Information shown
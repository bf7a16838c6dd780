//! Policy compiler.
//!
//! Validates a raw policy document and builds a [`Policy`]. A role whose
//! rule-spec is a mapping is compiled in two passes: category keys first,
//! then literal right keys, so that a literal right always overrides the
//! rule it inherited from its category.

use crate::error::PolicyError;
use crate::lang::Expression;
use crate::policy::{role_right_key, Policy, ANY_RIGHT};
use crate::rule::RoleRightConditions;
use fedauthz_core::{normalize_str, value_type_name};
use indexmap::IndexMap;
use serde_json::{Map, Value};
use std::collections::HashMap;
use std::sync::Arc;

const KEY_FORMAT_VERSION: &str = "format_version";
const KEY_PERMISSIONS: &str = "permissions";
const FORMAT_VERSION: &str = "1.0";

/// Compiles policy documents against a fixed right-category table
#[derive(Debug, Clone, Default)]
pub struct PolicyCompiler {
    category_rights: HashMap<String, Vec<String>>,
}

impl PolicyCompiler {
    /// Create a compiler from a right -> category table
    #[must_use]
    pub fn new(right_categories: &HashMap<String, String>) -> Self {
        let mut category_rights: HashMap<String, Vec<String>> = HashMap::new();
        for (right, category) in right_categories {
            category_rights
                .entry(category.clone())
                .or_default()
                .push(right.clone());
        }
        Self { category_rights }
    }

    /// Rights that belong to `category`, if it is a known category
    #[must_use]
    pub fn category_rights(&self, category: &str) -> Option<&[String]> {
        self.category_rights.get(category).map(Vec::as_slice)
    }

    /// Compile a policy document
    ///
    /// # Errors
    ///
    /// Returns the first validation or expression error; no partial policy is
    /// ever produced
    pub fn compile(&self, config: &Value) -> Result<Policy, PolicyError> {
        let Value::Object(document) = config else {
            return Err(PolicyError::NotAMapping {
                found: value_type_name(config).to_string(),
            });
        };
        if document.is_empty() {
            return Err(PolicyError::Empty);
        }

        match document.get(KEY_FORMAT_VERSION) {
            Some(Value::String(version)) if version == FORMAT_VERSION => {}
            _ => return Err(PolicyError::InvalidFormatVersion),
        }

        let permissions = match document.get(KEY_PERMISSIONS) {
            None => return Err(PolicyError::MissingPermissions),
            Some(value) if is_blank(value) => return Err(PolicyError::MissingPermissions),
            Some(Value::Object(permissions)) => permissions,
            Some(other) => {
                return Err(PolicyError::InvalidPermissions {
                    found: value_type_name(other).to_string(),
                });
            }
        };

        let mut builder = PolicyBuilder::default();
        for (role_name, right_conf) in permissions {
            let role = normalize_str(role_name);
            builder.roles.push(role.clone());
            builder.role_rights.insert(role.clone(), IndexMap::new());

            match right_conf {
                Value::String(_) | Value::Array(_) => {
                    let conditions = Arc::new(RoleRightConditions::parse(right_conf)?);
                    builder.register(&role, ANY_RIGHT, &conditions);
                }
                Value::Object(rights) => self.compile_role_rights(&mut builder, &role, rights)?,
                other => {
                    return Err(PolicyError::InvalidRightConfig {
                        role,
                        found: value_type_name(other).to_string(),
                    });
                }
            }
        }

        Ok(builder.build(config.clone()))
    }

    fn compile_role_rights(
        &self,
        builder: &mut PolicyBuilder,
        role: &str,
        rights: &Map<String, Value>,
    ) -> Result<(), PolicyError> {
        // category pass: every right of the category shares one compiled rule
        for (key, expression) in rights {
            let category = normalize_str(key);
            let Some(members) = self.category_rights(&category) else {
                continue;
            };
            let conditions = Arc::new(RoleRightConditions::parse(expression)?);
            builder.register(role, &category, &conditions);
            for right in members {
                builder.register(role, right, &conditions);
            }
        }

        // literal pass: overrides whatever the category pass registered
        for (key, expression) in rights {
            let right = normalize_str(key);
            if self.category_rights.contains_key(&right) {
                continue;
            }
            let conditions = Arc::new(RoleRightConditions::parse(expression)?);
            builder.register(role, &right, &conditions);
        }

        Ok(())
    }
}

/// Null, false, zero, or an empty string/list/mapping
fn is_blank(value: &Value) -> bool {
    match value {
        Value::Null => true,
        Value::Bool(b) => !b,
        Value::Number(n) => n.as_f64() == Some(0.0),
        Value::String(s) => s.is_empty(),
        Value::Array(a) => a.is_empty(),
        Value::Object(o) => o.is_empty(),
    }
}

#[derive(Default)]
struct PolicyBuilder {
    role_right_map: HashMap<String, Arc<RoleRightConditions>>,
    roles: Vec<String>,
    rights: Vec<String>,
    role_rights: IndexMap<String, IndexMap<String, Expression>>,
}

impl PolicyBuilder {
    fn register(&mut self, role: &str, right: &str, conditions: &Arc<RoleRightConditions>) {
        self.role_rights
            .entry(role.to_string())
            .or_default()
            .insert(right.to_string(), conditions.expression().clone());
        self.role_right_map
            .insert(role_right_key(role, right), Arc::clone(conditions));
        if !self.rights.iter().any(|r| r == right) {
            self.rights.push(right.to_string());
        }
    }

    fn build(self, config: Value) -> Policy {
        Policy::new(
            config,
            self.role_right_map,
            self.roles,
            self.rights,
            self.role_rights,
        )
    }
}

/// Compile `config` against an optional right -> category table
///
/// # Errors
///
/// Returns error if the document or any expression in it is invalid
pub fn parse_policy_config(
    config: &Value,
    right_categories: Option<&HashMap<String, String>>,
) -> Result<Policy, PolicyError> {
    match right_categories {
        Some(categories) => PolicyCompiler::new(categories).compile(config),
        None => PolicyCompiler::default().compile(config),
    }
}

#[cfg(test)]
mod tests {
    use super::*;
    use crate::matcher::{Condition, Target};
    use fedauthz_core::{AuthzContext, Person};
    use proptest::prelude::*;
    use serde_json::json;

    const SITE: &str = "site-a";

    fn categories() -> HashMap<String, String> {
        HashMap::from([
            ("upload_data".to_string(), "data_right_category".to_string()),
            ("download_data".to_string(), "data_right_category".to_string()),
            (
                "specific_right_in_category".to_string(),
                "data_right_category".to_string(),
            ),
            ("submit_job".to_string(), "job_category".to_string()),
        ])
    }

    fn ctx(right: &str, org: &str, role: &str) -> AuthzContext {
        AuthzContext::new(right, Person::new("alice", org, role), None)
    }

    #[test]
    fn test_compile_wildcard_role() {
        let config = json!({"format_version": "1.0", "permissions": {"Admin": "any"}});
        let policy = parse_policy_config(&config, None).unwrap();
        assert_eq!(policy.get_roles(), ["admin"]);
        assert_eq!(policy.get_rights(), ["*"]);
        assert_eq!(
            policy.conditions("admin", ANY_RIGHT).unwrap().allowed(),
            [Condition::AlwaysAllow]
        );
    }

    #[test]
    fn test_compile_list_role() {
        let config = json!({
            "format_version": "1.0",
            "permissions": {"lead": ["org:site", "not name:mallory"]}
        });
        let policy = parse_policy_config(&config, None).unwrap();
        let rule = policy.conditions("lead", ANY_RIGHT).unwrap();
        assert_eq!(rule.allowed(), [Condition::OrgMatch(Target::Site)]);
        assert_eq!(
            rule.blocked(),
            [Condition::NameMatch(Target::Literal("mallory".into()))]
        );
    }

    #[test]
    fn test_category_override() {
        let config = json!({
            "format_version": "1.0",
            "permissions": {
                "member": {
                    "specific_right_in_category": "none",
                    "data_right_category": "org:site"
                }
            }
        });
        let policy = parse_policy_config(&config, Some(&categories())).unwrap();

        assert!(!policy
            .evaluate(SITE, &ctx("specific_right_in_category", SITE, "member"))
            .is_permitted());
        assert!(policy
            .evaluate(SITE, &ctx("upload_data", SITE, "member"))
            .is_permitted());
        assert!(!policy
            .evaluate(SITE, &ctx("download_data", "site-b", "member"))
            .is_permitted());
        assert!(!policy
            .evaluate(SITE, &ctx("submit_job", SITE, "member"))
            .is_permitted());
    }

    #[test]
    fn test_category_registers_category_and_members() {
        let config = json!({
            "format_version": "1.0",
            "permissions": {"member": {"job_category": "any", "view": "org:site"}}
        });
        let policy = parse_policy_config(&config, Some(&categories())).unwrap();
        assert_eq!(policy.get_rights(), ["job_category", "submit_job", "view"]);

        let member_rights = &policy.role_rights()["member"];
        assert_eq!(member_rights["job_category"], Expression::Single("any".into()));
        assert_eq!(member_rights["submit_job"], Expression::Single("any".into()));
        assert_eq!(member_rights["view"], Expression::Single("org:site".into()));
    }

    #[test]
    fn test_category_members_share_rule() {
        let config = json!({
            "format_version": "1.0",
            "permissions": {"member": {"data_right_category": ["o:site", "not n:eve"]}}
        });
        let policy = parse_policy_config(&config, Some(&categories())).unwrap();
        let upload = policy.conditions("member", "upload_data").unwrap();
        let download = policy.conditions("member", "download_data").unwrap();
        assert!(std::ptr::eq(upload, download));
    }

    #[test]
    fn test_right_keys_are_normalized() {
        let config = json!({
            "format_version": "1.0",
            "permissions": {" Member ": {" VIEW ": "any"}}
        });
        let policy = parse_policy_config(&config, None).unwrap();
        assert!(policy.conditions("member", "view").is_some());
    }

    #[test]
    fn test_rejects_invalid_documents() {
        let cases = [
            (json!([]), "policy definition must be a dict but got list"),
            (json!({}), "policy definition is empty"),
            (
                json!({"permissions": {"a": "any"}}),
                "missing or invalid policy format_version: must be 1.0",
            ),
            (
                json!({"format_version": 1.0, "permissions": {"a": "any"}}),
                "missing or invalid policy format_version: must be 1.0",
            ),
            (json!({"format_version": "1.0"}), "missing permissions"),
            (
                json!({"format_version": "1.0", "permissions": {}}),
                "missing permissions",
            ),
            (
                json!({"format_version": "1.0", "permissions": []}),
                "missing permissions",
            ),
            (
                json!({"format_version": "1.0", "permissions": ["any"]}),
                "invalid permissions: expect a dict but got list",
            ),
            (
                json!({"format_version": "1.0", "permissions": {"a": 5}}),
                "bad right config for role 'a': expect a dict but got number",
            ),
            (
                json!({"format_version": "1.0", "permissions": {"a": {"view": []}}}),
                "bad condition expression - no conditions specified",
            ),
            (
                json!({"format_version": "1.0", "permissions": {"a": {"view": "q:x"}}}),
                "bad condition expression \"q:x\": invalid type \"q\"",
            ),
        ];
        for (config, expected) in cases {
            let err = parse_policy_config(&config, Some(&categories())).unwrap_err();
            assert_eq!(err.to_string(), expected, "config {config}");
        }
    }

    #[test]
    fn test_error_in_category_pass_aborts() {
        let config = json!({
            "format_version": "1.0",
            "permissions": {"member": {"view": "any", "job_category": "bogus"}}
        });
        let err = parse_policy_config(&config, Some(&categories())).unwrap_err();
        assert_eq!(
            err,
            PolicyError::BadExpression {
                expression: "bogus".into()
            }
        );
    }

    #[test]
    fn test_duplicate_role_last_in_document_wins() {
        let config: Value = serde_json::from_str(
            r#"{"format_version": "1.0", "permissions": {"admin": "any", "Admin": "none"}}"#,
        )
        .unwrap();
        let policy = parse_policy_config(&config, None).unwrap();
        assert_eq!(policy.get_roles(), ["admin"]);
        assert!(!policy
            .evaluate(SITE, &ctx("submit_job", SITE, "admin"))
            .is_permitted());
    }

    #[test]
    fn test_duplicate_right_last_in_document_wins() {
        let config: Value = serde_json::from_str(
            r#"{"format_version": "1.0", "permissions": {"member": {"view": "any", "VIEW": "none"}}}"#,
        )
        .unwrap();
        let policy = parse_policy_config(&config, None).unwrap();
        assert_eq!(
            policy.role_rights()["member"]["view"],
            Expression::Single("none".into())
        );
        assert!(!policy
            .evaluate(SITE, &ctx("view", SITE, "member"))
            .is_permitted());
    }

    #[test]
    fn test_role_rights_keep_document_order() {
        let config: Value = serde_json::from_str(
            r#"{"format_version": "1.0", "permissions": {
                "zeta": {"write": "any", "read": "any"},
                "alpha": "any"
            }}"#,
        )
        .unwrap();
        let policy = parse_policy_config(&config, None).unwrap();
        let roles: Vec<&str> = policy.role_rights().keys().map(String::as_str).collect();
        assert_eq!(roles, ["zeta", "alpha"]);
        let rights: Vec<&str> = policy.role_rights()["zeta"]
            .keys()
            .map(String::as_str)
            .collect();
        assert_eq!(rights, ["write", "read"]);
    }

    #[test]
    fn test_config_is_retained() {
        let config = json!({"format_version": "1.0", "permissions": {"admin": "any"}});
        let policy = parse_policy_config(&config, None).unwrap();
        assert_eq!(policy.config(), &config);
    }

    proptest! {
        #[test]
        fn prop_roles_sorted_and_deduplicated(
            names in proptest::collection::vec("[a-zA-Z]{1,6}", 1..12)
        ) {
            let mut permissions = serde_json::Map::new();
            for name in &names {
                permissions.insert(name.clone(), json!("any"));
            }
            let config = json!({"format_version": "1.0", "permissions": permissions});
            let policy = parse_policy_config(&config, None).unwrap();

            let roles = policy.get_roles();
            prop_assert!(roles.windows(2).all(|w| w[0] < w[1]));
            for name in &names {
                prop_assert!(roles.contains(&normalize_str(name)));
            }
        }
    }
}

The problem
Would you return all lines from the preceding listing that contain the word "const"?

Reply
const KEY_FORMAT_VERSION: &str = "format_version";
const KEY_PERMISSIONS: &str = "permissions";
const FORMAT_VERSION: &str = "1.0";
    const SITE: &str = "site-a";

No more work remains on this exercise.